Your goal
Set every entry down again exactly, omitting none.

Recorded data
===
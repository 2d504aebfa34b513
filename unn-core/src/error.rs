//! Domain error enums.
//!
//! Each component gets its own closed `thiserror` enum rather than one
//! catch-all — callers match on these to decide whether a failure is a
//! protocol error (reply and keep the stream open), an authorization
//! error (reply, don't mutate state), or something fatal.

use thiserror::Error;

/// Errors from name validation, shared by usernames and room names (§4.2,
/// both use the same 3-20 character `[A-Za-z0-9_-]` rule).
#[derive(Debug, Error, PartialEq, Eq)]
pub enum ValidationError {
    #[error("name must be between 3 and 20 characters")]
    BadLength,
    #[error("name may only contain letters, digits, '_' and '-'")]
    BadCharacters,
}

/// Errors from `IdentityRegistry` operations (§4.2).
#[derive(Debug, Error, PartialEq, Eq)]
pub enum IdentityError {
    #[error("invalid username: {0}")]
    InvalidUsername(#[from] ValidationError),
    #[error("username already taken by {taken_by}")]
    UsernameTaken { taken_by: String },
    #[error("username is registered under a different platform identity")]
    PlatformMismatch,
}

/// Errors from `RoomRegistry` operations (§4.6, S3).
#[derive(Debug, Error, PartialEq, Eq)]
pub enum RoomError {
    #[error("invalid room name: {0}")]
    InvalidRoomName(#[from] ValidationError),
    #[error("Room name '{room_name}' is already taken by another user.")]
    RoomNameTaken { room_name: String },
    #[error("room '{0}' is not currently live")]
    RoomOffline(String),
    #[error("room '{0}' was never registered")]
    RoomNotFound(String),
}

/// Errors from the wire envelope codec (§4.1).
#[derive(Debug, Error)]
pub enum EnvelopeError {
    #[error("malformed JSON frame: {0}")]
    MalformedFrame(#[from] serde_json::Error),
    #[error("i/o error reading frame: {0}")]
    Io(#[from] std::io::Error),
    #[error("stream closed mid-frame")]
    Truncated,
}

/// Errors from the identity verifier (§4.3).
#[derive(Debug, Error)]
pub enum VerifierError {
    #[error("platform host unreachable: {0}")]
    Unreachable(#[from] reqwest::Error),
    #[error("platform returned status {0}")]
    PlatformStatusError(u16),
}

/// Errors from registry persistence (§6). Per §7, a persistence error is
/// logged but does not fail the in-memory operation that triggered it —
/// this type exists so the write path has somewhere to report the
/// failure without unwinding the caller.
#[derive(Debug, Error)]
pub enum PersistError {
    #[error("failed to persist registry to {path}: {source}")]
    Write {
        path: String,
        #[source]
        source: std::io::Error,
    },
}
===
Expected output
repository 2d504aebfa34b513
filename unn-core/src/error.rs
//! Domain error enums.
//!
//! Each component gets its own closed `thiserror` enum rather than one
//! catch-all — callers match on these to decide whether a failure is a
//! protocol error (reply and keep the stream open), an authorization
//! error (reply, don't mutate state), or something fatal.

use thiserror::Error;

/// Errors from name validation, shared by usernames and room names (§4.2,
/// both use the same 3-20 character `[A-Za-z0-9_-]` rule).
#[derive(Debug, Error, PartialEq, Eq)]
pub enum ValidationError {
    #[error("name must be between 3 and 20 characters")]
    BadLength,
    #[error("name may only contain letters, digits, '_' and '-'")]
    BadCharacters,
}

/// Errors from `IdentityRegistry` operations (§4.2).
#[derive(Debug, Error, PartialEq, Eq)]
pub enum IdentityError {
    #[error("invalid username: {0}")]
    InvalidUsername(#[from] ValidationError),
    #[error("username already taken by {taken_by}")]
    UsernameTaken { taken_by: String },
    #[error("username is registered under a different platform identity")]
    PlatformMismatch,
}

/// Errors from `RoomRegistry` operations (§4.6, S3).
#[derive(Debug, Error, PartialEq, Eq)]
pub enum RoomError {
    #[error("invalid room name: {0}")]
    InvalidRoomName(#[from] ValidationError),
    #[error("Room name '{room_name}' is already taken by another user.")]
    RoomNameTaken { room_name: String },
    #[error("room '{0}' is not currently live")]
    RoomOffline(String),
    #[error("room '{0}' was never registered")]
    RoomNotFound(String),
}

/// Errors from the wire envelope codec (§4.1).
#[derive(Debug, Error)]
pub enum EnvelopeError {
    #[error("malformed JSON frame: {0}")]
    MalformedFrame(#[from] serde_json::Error),
    #[error("i/o error reading frame: {0}")]
    Io(#[from] std::io::Error),
    #[error("stream closed mid-frame")]
    Truncated,
}

/// Errors from the identity verifier (§4.3).
#[derive(Debug, Error)]
pub enum VerifierError {
    #[error("platform host unreachable: {0}")]
    Unreachable(#[from] reqwest::Error),
    #[error("platform returned status {0}")]
    PlatformStatusError(u16),
}

/// Errors from registry persistence (§6). Per §7, a persistence error is
/// logged but does not fail the in-memory operation that triggered it —
/// this type exists so the write path has somewhere to report the
/// failure without unwinding the caller.
#[derive(Debug, Error)]
pub enum PersistError {
    #[error("failed to persist registry to {path}: {source}")]
    Write {
        path: String,
        #[source]
        source: std::io::Error,
    },
}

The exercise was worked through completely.